By the Ethiopian eunuch asking, "Look! Water! What prevents me from being baptized?," he must have known something about baptism already. He was reading from the middle of Isaiah 53, which we learn from the quote in Acts 8:32-33. He must have been studying it for some time. Remember, chapters and verses did not exist in the Scriptures at that time. Is there anything nearby that could have suggested the subject of baptism to him?
Thus He will sprinkle many nations, Kings will shut their mouths on account of Him; For what had not been told them they will see, And what they had not heard they will understand. (Is. 52:15)
When they came to water, no doubt the passage he had read earlier was still on his mind, thus prompting him to ask, "What prevents me from being baptized?" No doubt Philip would have been able to explain the importance of the Spirit's work and how the water in baptism is a symbol of the Spirit's cleansing, descending or being sprinkled on those who trust in Jesus.

When it says they "went down into the water" and they "came up out of the water," all this means is that they walked into the water and walked out of the water.
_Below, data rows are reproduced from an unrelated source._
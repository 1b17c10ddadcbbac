//! Coaching flows backed by an external text-generation service.
//!
//! Each flow validates its form input, fills a prompt template, asks the
//! generator for a JSON object and checks the object against the flow's
//! output schema. Nothing is retried.

pub mod client;
pub mod flows;
pub mod prompt;

pub use client::HttpTextGenerator;
pub use flows::{
    analyze_performance, get_recommendations, performance_insights,
    trade_planning_recommendations, FlowError, FlowOutcome, PerformanceInsights,
    PerformanceInsightsInput, TradePlanningRecommendations, TradePlanningRecommendationsInput,
};

use async_trait::async_trait;
use thiserror::Error;

#[derive(Error, Debug)]
pub enum AiError {
    #[error("text generation is not configured (set AI_API_KEY)")]
    NotConfigured,

    #[error("network error: {0}")]
    Network(#[from] reqwest::Error),

    #[error("API error {status}: {body}")]
    Api { status: u16, body: String },

    #[error("invalid response: {0}")]
    InvalidResponse(String),

    #[error("output did not match the expected schema: {0}")]
    InvalidOutput(String),
}

/// Anything that turns a prompt into text. The HTTP client is one; tests use canned replies.
#[async_trait]
pub trait TextGenerator: Send + Sync {
    async fn generate(&self, prompt: &str) -> Result<String, AiError>;
}
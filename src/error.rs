use serde::Serialize;
use std::collections::BTreeMap;
use std::fmt;
use thiserror::Error;

/// Field-level validation failures, keyed by the field's wire name.
#[derive(Debug, Clone, Default, PartialEq, Eq, Serialize)]
pub struct ValidationErrors {
    fields: BTreeMap<String, Vec<String>>,
}

impl ValidationErrors {
    pub fn new() -> Self {
        Self::default()
    }

    pub fn add(&mut self, field: &str, message: impl Into<String>) {
        self.fields
            .entry(field.to_string())
            .or_default()
            .push(message.into());
    }

    /// Records `message` against `field` unless `ok` holds.
    pub fn check(&mut self, ok: bool, field: &str, message: &str) {
        if !ok {
            self.add(field, message);
        }
    }

    /// Counts characters as typed; surrounding whitespace is not stripped.
    pub fn min_len(&mut self, field: &str, value: &str, min: usize, message: &str) {
        self.check(value.chars().count() >= min, field, message);
    }

    pub fn is_empty(&self) -> bool {
        self.fields.is_empty()
    }

    pub fn get(&self, field: &str) -> &[String] {
        self.fields.get(field).map(Vec::as_slice).unwrap_or(&[])
    }

    pub fn fields(&self) -> &BTreeMap<String, Vec<String>> {
        &self.fields
    }

    /// Merges another set under `prefix.` (used for nested records such as exits).
    pub fn nest(&mut self, prefix: &str, other: ValidationErrors) {
        for (field, messages) in other.fields {
            let key = format!("{}.{}", prefix, field);
            self.fields.entry(key).or_default().extend(messages);
        }
    }

    pub fn into_result(self) -> Result<(), ValidationErrors> {
        if self.is_empty() {
            Ok(())
        } else {
            Err(self)
        }
    }
}

impl fmt::Display for ValidationErrors {
    fn fmt(&self, f: &mut fmt::Formatter<'_>) -> fmt::Result {
        let parts: Vec<String> = self
            .fields
            .iter()
            .map(|(field, msgs)| format!("{}: {}", field, msgs.join(", ")))
            .collect();
        write!(f, "{}", parts.join("; "))
    }
}

impl std::error::Error for ValidationErrors {}

#[derive(Error, Debug)]
pub enum StoreError {
    #[error("store I/O failed for key '{key}': {source}")]
    Io {
        key: String,
        #[source]
        source: std::io::Error,
    },

    #[error("malformed JSON under key '{key}': {source}")]
    Json {
        key: String,
        #[source]
        source: serde_json::Error,
    },
}

/// Errors raised by the record books (journal, strategies).
#[derive(Error, Debug)]
pub enum RecordError {
    #[error("validation failed: {0}")]
    Invalid(#[from] ValidationErrors),

    #[error("no record with id '{0}'")]
    NotFound(String),

    #[error(transparent)]
    Store(#[from] StoreError),
}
If I walk from the shore to the middle of a stream that only comes to my ankles, I have "went down into the water." When I walk from the middle of the stream back onto the shore, I have "came up out of the water." The Greek word katabaino (καταβαινω) translated as "went down" means "to descend." The Greek word anabaino (αναβαινω) translated as "came up" means "to ascend." The Greek word eis (εις) translated "into" is where we get our term eisegesis from, referring to the reading into of a text ideas and concepts that simply are not there. The Greek word ek (εκ) tranlated "out of" simply means "from." Immersion is not in view here, otherwise Philip got baptized as well.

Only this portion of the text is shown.